Other assets are controlled by the Official Receiver or trustee and these are ordinarily sold in order to raise funds to pay the outstanding debts.  These assets may include cars, jewellery or other valuable items.

What should I bear in mind?

Whilst there are some advantages to obtaining a bankruptcy order there are also many negative factors to take into account.  Most importantly, your home may immediately be at risk.  Unless you rent your home (in which case you will generally be allowed to continue living there) the home is considered an asset and therefore could be sold to repay outstanding debts.

Secondly, if an Income Protection Order is issued it means that monies can be deducted from your income for up to three years to go towards paying any outstanding creditors.  Indeed, your employment prospects may well be curtailed after bankruptcy as there are various professions (such as the police and some financial roles) which do not permit individuals who have been bankrupt.   A bankrupt is also prohibited from starting their own limited company or taking on a company directorship.
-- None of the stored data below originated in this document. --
use axum::{
    extract::{Path, State},
    Json,
};
use diesel::pg::PgConnection;
use diesel::prelude::*;
use tracing::warn;
use uuid::Uuid;

use crate::auth::AuthenticatedUser;
use crate::barangay::{load_officials, load_settings};
use crate::certificate::{compose, CertificateView};
use crate::error::{AppError, AppResult};
use crate::models::CertificateRequest;
use crate::routes::requests::load_visible_request;
use crate::schema::certificate_requests;
use crate::state::AppState;

/// Public view behind a certificate link; the signed token is the only credential.
pub async fn certificate_by_token(
    State(state): State<AppState>,
    Path(token): Path<String>,
) -> AppResult<Json<CertificateView>> {
    let claims = state.jwt.verify_certificate_token(&token).map_err(|err| {
        warn!(error = %err, "rejected certificate token");
        AppError::not_found()
    })?;

    let mut conn = state.db()?;
    let request: CertificateRequest = certificate_requests::table
        .find(claims.req_id)
        .first(&mut conn)?;
    render(&mut conn, &request)
}

pub async fn certificate_for_request(
    State(state): State<AppState>,
    user: AuthenticatedUser,
    Path(request_id): Path<Uuid>,
) -> AppResult<Json<CertificateView>> {
    let mut conn = state.db()?;
    let request = load_visible_request(&mut conn, request_id, &user)?;
    render(&mut conn, &request)
}

fn render(
    conn: &mut PgConnection,
    request: &CertificateRequest,
) -> AppResult<Json<CertificateView>> {
    let settings = load_settings(conn)?;
    let officials = load_officials(conn)?;
    Ok(Json(compose(request, &settings, &officials)?))
}
//! Scheduled continuations ("sleep, then continue") carrying a game identifier.

use std::{fmt, sync::Arc, time::Duration};

use futures::future::BoxFuture;
use thiserror::Error;
use tokio::{sync::mpsc, time::sleep};
use tracing::{debug, error, warn};
use uuid::Uuid;

use crate::error::ServiceError;

const MAX_ATTEMPTS: u32 = 3;
const INITIAL_BACKOFF: Duration = Duration::from_millis(200);

/// Unit of orchestration work scheduled for later.
#[derive(Debug, Clone, Copy, PartialEq, Eq, Hash)]
pub enum Task {
    /// Move a pending game to in-progress if it is still pending.
    StartGame(Uuid),
    /// Open the next round of an in-progress game.
    DoRound(Uuid),
}

impl Task {
    pub fn game_id(&self) -> Uuid {
        match self {
            Task::StartGame(id) | Task::DoRound(id) => *id,
        }
    }

    pub fn name(&self) -> &'static str {
        match self {
            Task::StartGame(_) => "start_game",
            Task::DoRound(_) => "do_round",
        }
    }
}

impl fmt::Display for Task {
    fn fmt(&self, f: &mut fmt::Formatter<'_>) -> fmt::Result {
        write!(f, "{}({})", self.name(), self.game_id())
    }
}

#[derive(Debug, Error, Clone, PartialEq, Eq)]
pub enum DispatchError {
    #[error("task queue is closed")]
    Closed,
}

/// Fire-and-forget scheduling. Delivery is at least once; handlers must re-check
/// their preconditions.
pub trait TaskDispatcher: Send + Sync {
    fn dispatch(&self, task: Task, delay: Duration) -> Result<(), DispatchError>;
}

/// Executes a task when it comes due.
pub trait TaskHandler: Send + Sync {
    fn handle(&self, task: Task) -> BoxFuture<'static, Result<(), ServiceError>>;
}

struct Scheduled {
    task: Task,
    delay: Duration,
}

/// In-process dispatcher backed by a tokio channel.
#[derive(Clone)]
pub struct TokioDispatcher {
    tx: mpsc::UnboundedSender<Scheduled>,
}

/// Receiving half of a [`TokioDispatcher`], drained by [`TaskQueue::run`].
pub struct TaskQueue {
    rx: mpsc::UnboundedReceiver<Scheduled>,
}

impl TokioDispatcher {
    /// Build a dispatcher and the queue that must be run for tasks to execute.
    pub fn new() -> (Self, TaskQueue) {
        let (tx, rx) = mpsc::unbounded_channel();
        (Self { tx }, TaskQueue { rx })
    }
}

impl TaskDispatcher for TokioDispatcher {
    fn dispatch(&self, task: Task, delay: Duration) -> Result<(), DispatchError> {
        debug!(%task, delay_ms = delay.as_millis() as u64, "scheduling task");
        self.tx
            .send(Scheduled { task, delay })
            .map_err(|_| DispatchError::Closed)
    }
}

impl TaskQueue {
    /// Spawn every scheduled task until all dispatchers are dropped.
    pub async fn run(mut self, handler: Arc<dyn TaskHandler>) {
        while let Some(Scheduled { task, delay }) = self.rx.recv().await {
            let handler = handler.clone();
            tokio::spawn(async move {
                if !delay.is_zero() {
                    sleep(delay).await;
                }
                run_with_retry(handler.as_ref(), task).await;
            });
        }
        debug!("task queue closed");
    }
}

/// Run `task`, re-running it with exponential backoff when it fails.
async fn run_with_retry(handler: &dyn TaskHandler, task: Task) {
    let mut backoff = INITIAL_BACKOFF;
    for attempt in 1..=MAX_ATTEMPTS {
        match handler.handle(task).await {
            Ok(()) => return,
            Err(err) if attempt < MAX_ATTEMPTS => {
                warn!(%task, attempt, error = %err, "task failed; retrying");
                sleep(backoff).await;
                backoff *= 2;
            }
            Err(err) => {
                error!(%task, attempt, error = %err, "task failed; giving up");
            }
        }
    }
}
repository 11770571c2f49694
mod config;
mod connection;
mod error;
mod models;
mod store;

pub use config::MongoConfig;
pub use error::MongoDaoError;
pub use store::MongoGameStore;

use crate::dao::storage::StorageError;

impl From<MongoDaoError> for StorageError {
    fn from(err: MongoDaoError) -> Self {
        StorageError::unavailable(err.to_string(), err)
    }
}
use super::error::{CouchDaoError, CouchResult};

const DEFAULT_DATABASE: &str = "word_derby";

/// Where the CouchDB game store lives.
#[derive(Debug, Clone)]
pub struct CouchConfig {
    /// Server root, e.g. `http://localhost:5984`.
    pub base_url: String,
    /// Database holding game, player and pending-slot documents.
    pub database: String,
    /// Basic-auth pair, when the server requires one.
    pub credentials: Option<CouchCredentials>,
}

/// Basic-auth pair sent with every request.
#[derive(Debug, Clone, PartialEq, Eq)]
pub struct CouchCredentials {
    /// Account name.
    pub username: String,
    /// Account password.
    pub password: String,
}

impl CouchConfig {
    /// Read `COUCH_BASE_URL` (required), `COUCH_DB` (defaults to `word_derby`) and
    /// the optional `COUCH_USERNAME` / `COUCH_PASSWORD` pair.
    pub fn from_env() -> CouchResult<Self> {
        Self::from_lookup(|key| std::env::var(key).ok())
    }

    fn from_lookup(lookup: impl Fn(&str) -> Option<String>) -> CouchResult<Self> {
        let non_empty = |key: &str| lookup(key).filter(|value| !value.trim().is_empty());

        let base_url = non_empty("COUCH_BASE_URL").ok_or(CouchDaoError::MissingEnvVar {
            var: "COUCH_BASE_URL",
        })?;
        let database = non_empty("COUCH_DB").unwrap_or_else(|| DEFAULT_DATABASE.to_string());
        // A lone username or password is ignored.
        let credentials = non_empty("COUCH_USERNAME")
            .zip(non_empty("COUCH_PASSWORD"))
            .map(|(username, password)| CouchCredentials { username, password });

        Ok(Self {
            base_url,
            database,
            credentials,
        })
    }
}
Most seriously for many, a bankruptcy order also remains on your credit file for up to six years.  This will have a significant adverse impact on your ability to obtain credit, whether that is a mortgage, loan or credit card.  In the event that you are accepted for credit it is very likely that this will be at significantly higher interest rates than an ordinary borrower.

Moe Nawaz a UK Turnaround consultant states that although bankruptcy is one route it should be remembered that there are many other solutions available if you cannot pay your debts.  For example, it may be worthwhile considering talking to a “insolvency practitioner or a debt consultant”, but most important of all never leave things till the last minute get expert advice when you know that you need to talk to an experienced professional who can advise you on steps to take in order to rescue your business.  There are also alternatives including an Individual Voluntary Agreement (IVA) or a Debt Relief Order (DRO) which may be more suitable depending on your individual circumstances.